### Task item
Filter the data for lines with the word "html", then copy every line so identified.

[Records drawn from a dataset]
========

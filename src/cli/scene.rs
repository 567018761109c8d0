//! Scene command handler
//!
//! Mounts a widget, optionally forwards a click, and prints the scene a
//! renderer would draw.

use crate::config::Config;
use crate::coord::Coordinate;
use crate::error::Result;
use crate::geo::locationiq::LocationIqBackend;
use crate::surface::HeadlessMap;
use crate::widget::{MapStyle, MapWidget, WidgetConfig};
use clap::Args;

/// Scene command arguments
#[derive(Args)]
pub struct SceneArgs {
    /// Latitude
    #[arg(long, allow_hyphen_values = true)]
    pub lat: f64,

    /// Longitude
    #[arg(long, allow_hyphen_values = true)]
    pub lng: f64,

    /// Mount in editable mode
    #[arg(long)]
    pub editable: bool,

    /// Zoom level (defaults to map.zoom)
    #[arg(long, short = 'z')]
    pub zoom: Option<u8>,

    /// Click at LAT,LNG after mounting (requires a geocoder API key)
    #[arg(long, allow_hyphen_values = true)]
    pub click: Option<Coordinate>,
}

/// Run the scene command
pub async fn run(args: SceneArgs) -> Result<()> {
    let config = Config::load()?;

    let widget_config = WidgetConfig::new(args.editable, args.lat, args.lng)
        .with_zoom(args.zoom.unwrap_or(config.map.zoom));
    let (mut widget, _events) = MapWidget::mount(
        widget_config,
        MapStyle::from_config(&config),
        HeadlessMap::new(),
    )?;

    let address = match args.click {
        Some(at) => {
            let geocoder = LocationIqBackend::from_config(&config)?;
            let address = widget.click(&geocoder, at).await?;
            if address.is_none() {
                eprintln!("Click ignored: widget is read-only");
            }
            address
        }
        None => None,
    };

    let output = serde_json::json!({
        "coordinate": widget.coordinate(),
        "address": address,
        "scene": widget.scene(),
    });
    println!("{}", serde_json::to_string_pretty(&output)?);

    Ok(())
}
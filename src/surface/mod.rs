//! Map rendering surfaces
//!
//! This module defines the `MapSurface` trait: the primitives a widget
//! needs from a map renderer (view, tile layer, marker, popup, event
//! subscriptions, teardown). `HeadlessMap` keeps the scene in memory so it
//! can be serialized for a browser front end or inspected in tests.

pub mod headless;

use crate::constants::map;
use crate::coord::Coordinate;
use crate::error::Result;
use serde::{Deserialize, Serialize};

pub use headless::HeadlessMap;

/// Handle to a marker on a surface
#[derive(Debug, Clone, Copy, PartialEq, Eq, Hash, Serialize, Deserialize)]
pub struct MarkerId(pub u64);

/// Handle to an event subscription on a surface
#[derive(Debug, Clone, Copy, PartialEq, Eq, Hash, Serialize, Deserialize)]
pub struct ListenerId(pub u64);

/// Kinds of gesture a widget can subscribe to
#[derive(Debug, Clone, Copy, PartialEq, Eq, Hash, Serialize, Deserialize)]
#[serde(rename_all = "snake_case")]
pub enum MapEventKind {
    /// Click anywhere on the map
    Click,
    /// The marker changed position
    MarkerMove,
}

/// A user gesture delivered by the renderer
#[derive(Debug, Clone, Copy, PartialEq, Serialize, Deserialize)]
#[serde(tag = "type", rename_all = "snake_case")]
pub enum MapEvent {
    Click { at: Coordinate },
    MarkerMove { at: Coordinate },
}

impl MapEvent {
    pub fn kind(&self) -> MapEventKind {
        match self {
            MapEvent::Click { .. } => MapEventKind::Click,
            MapEvent::MarkerMove { .. } => MapEventKind::MarkerMove,
        }
    }

    pub fn coordinate(&self) -> Coordinate {
        match self {
            MapEvent::Click { at } | MapEvent::MarkerMove { at } => *at,
        }
    }
}

/// Base raster layer
#[derive(Debug, Clone, PartialEq, Serialize, Deserialize)]
pub struct TileLayer {
    pub url_template: String,
    pub attribution: String,
}

impl Default for TileLayer {
    fn default() -> Self {
        Self {
            url_template: map::TILE_URL.to_string(),
            attribution: map::TILE_ATTRIBUTION.to_string(),
        }
    }
}

/// Custom marker icon
#[derive(Debug, Clone, PartialEq, Serialize, Deserialize)]
pub struct MarkerIcon {
    pub url: String,
    pub size: (u32, u32),
    pub anchor: (i32, i32),
    pub popup_anchor: (i32, i32),
}

impl Default for MarkerIcon {
    fn default() -> Self {
        Self {
            url: map::MARKER_ICON_URL.to_string(),
            size: map::MARKER_ICON_SIZE,
            anchor: map::MARKER_ICON_ANCHOR,
            popup_anchor: map::MARKER_POPUP_ANCHOR,
        }
    }
}

/// Marker to place on a surface
#[derive(Debug, Clone, PartialEq, Serialize, Deserialize)]
pub struct MarkerSpec {
    pub position: Coordinate,
    pub icon: MarkerIcon,
    pub draggable: bool,
}

/// Marker as it currently appears on a surface
#[derive(Debug, Clone, PartialEq, Serialize, Deserialize)]
pub struct SceneMarker {
    pub position: Coordinate,
    pub icon: MarkerIcon,
    pub draggable: bool,
    #[serde(skip_serializing_if = "Option::is_none")]
    pub popup: Option<String>,
}

/// Serializable snapshot of everything a surface displays
#[derive(Debug, Clone, Default, PartialEq, Serialize, Deserialize)]
pub struct Scene {
    pub mounted: bool,
    #[serde(skip_serializing_if = "Option::is_none")]
    pub center: Option<Coordinate>,
    #[serde(skip_serializing_if = "Option::is_none")]
    pub zoom: Option<u8>,
    #[serde(skip_serializing_if = "Option::is_none")]
    pub tile_layer: Option<TileLayer>,
    #[serde(skip_serializing_if = "Option::is_none")]
    pub marker: Option<SceneMarker>,
    /// Active subscriptions, in registration order
    pub listeners: Vec<MapEventKind>,
    /// Number of times the surface has been torn down
    pub generation: u64,
}

/// Trait for map renderers
///
/// Implementations must be Send to live inside server sessions.
pub trait MapSurface: Send {
    /// Center the viewport; mounts the surface if it was removed
    fn set_view(&mut self, center: Coordinate, zoom: u8) -> Result<()>;

    /// Add the base raster layer
    fn add_tile_layer(&mut self, layer: TileLayer) -> Result<()>;

    /// Place a marker
    fn add_marker(&mut self, spec: MarkerSpec) -> Result<MarkerId>;

    /// Move an existing marker
    fn set_marker_position(&mut self, marker: MarkerId, at: Coordinate) -> Result<()>;

    /// Attach popup html to a marker
    fn bind_popup(&mut self, marker: MarkerId, html: String) -> Result<()>;

    /// Subscribe to a gesture kind
    fn subscribe(&mut self, kind: MapEventKind) -> Result<ListenerId>;

    /// Drop every subscription
    fn off(&mut self);

    /// Drop the viewport and everything on it
    fn remove(&mut self);

    /// Number of active subscriptions of a kind
    fn listener_count(&self, kind: MapEventKind) -> usize;

    /// Snapshot of the current scene
    fn scene(&self) -> Scene;
}
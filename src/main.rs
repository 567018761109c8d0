//! map-picker CLI entry point
//!
//! Map picker with reverse geocoding and place search - CLI + web server

use map_picker::cli;

#[tokio::main]
async fn main() {
    if let Err(e) = cli::run().await {
        eprintln!("Error: {}", e);
        std::process::exit(1);
    }
}
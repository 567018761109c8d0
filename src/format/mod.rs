//! Output formatters
//!
//! Provides trait-based output formatting for resolved addresses.

pub mod json;
pub mod text;
pub mod url;

use crate::config::Config;
use crate::error::Result;
use crate::geo::AddressInfo;
use serde::{Deserialize, Serialize};

/// Information about an output format
#[derive(Debug, Clone, Serialize, Deserialize)]
pub struct FormatInfo {
    /// Format name
    pub name: String,
    /// Format description
    pub description: String,
}

/// Trait for output formatters
pub trait OutputFormatter: Send + Sync {
    /// Get the format name
    fn name(&self) -> &str;

    /// Get the format description
    fn description(&self) -> &str;

    /// Format a resolved address
    ///
    /// # Arguments
    /// * `address` - The address to format
    /// * `config` - Application config (for url providers, etc.)
    fn format(&self, address: &AddressInfo, config: &Config) -> Result<String>;
}

/// Get a formatter by name
pub fn get_formatter(name: &str) -> Option<Box<dyn OutputFormatter>> {
    match name.to_lowercase().as_str() {
        "json" => Some(Box::new(json::JsonFormatter)),
        "text" => Some(Box::new(text::TextFormatter)),
        "url" => Some(Box::new(url::UrlFormatter)),
        _ => None,
    }
}

/// List all available formatters
pub fn available_formats() -> Vec<FormatInfo> {
    vec![
        FormatInfo {
            name: "json".to_string(),
            description: "Address as JSON".to_string(),
        },
        FormatInfo {
            name: "text".to_string(),
            description: "Human-readable address".to_string(),
        },
        FormatInfo {
            name: "url".to_string(),
            description: "Map URL for the address position".to_string(),
        },
    ]
}

#[cfg(test)]
pub(crate) fn sample_address() -> AddressInfo {
    AddressInfo {
        city: Some("Paris".to_string()),
        country: Some("France".to_string()),
        state: Some("Île-de-France".to_string()),
        postcode: Some("75004".to_string()),
        road: Some("Rue de Rivoli".to_string()),
        suburb: None,
        neighbourhood: None,
        latitude: 48.8566,
        longitude: 2.3522,
    }
}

========

### Response box
    /// Attach popup html to a marker
    fn bind_popup(&mut self, marker: MarkerId, html: String) -> Result<()>;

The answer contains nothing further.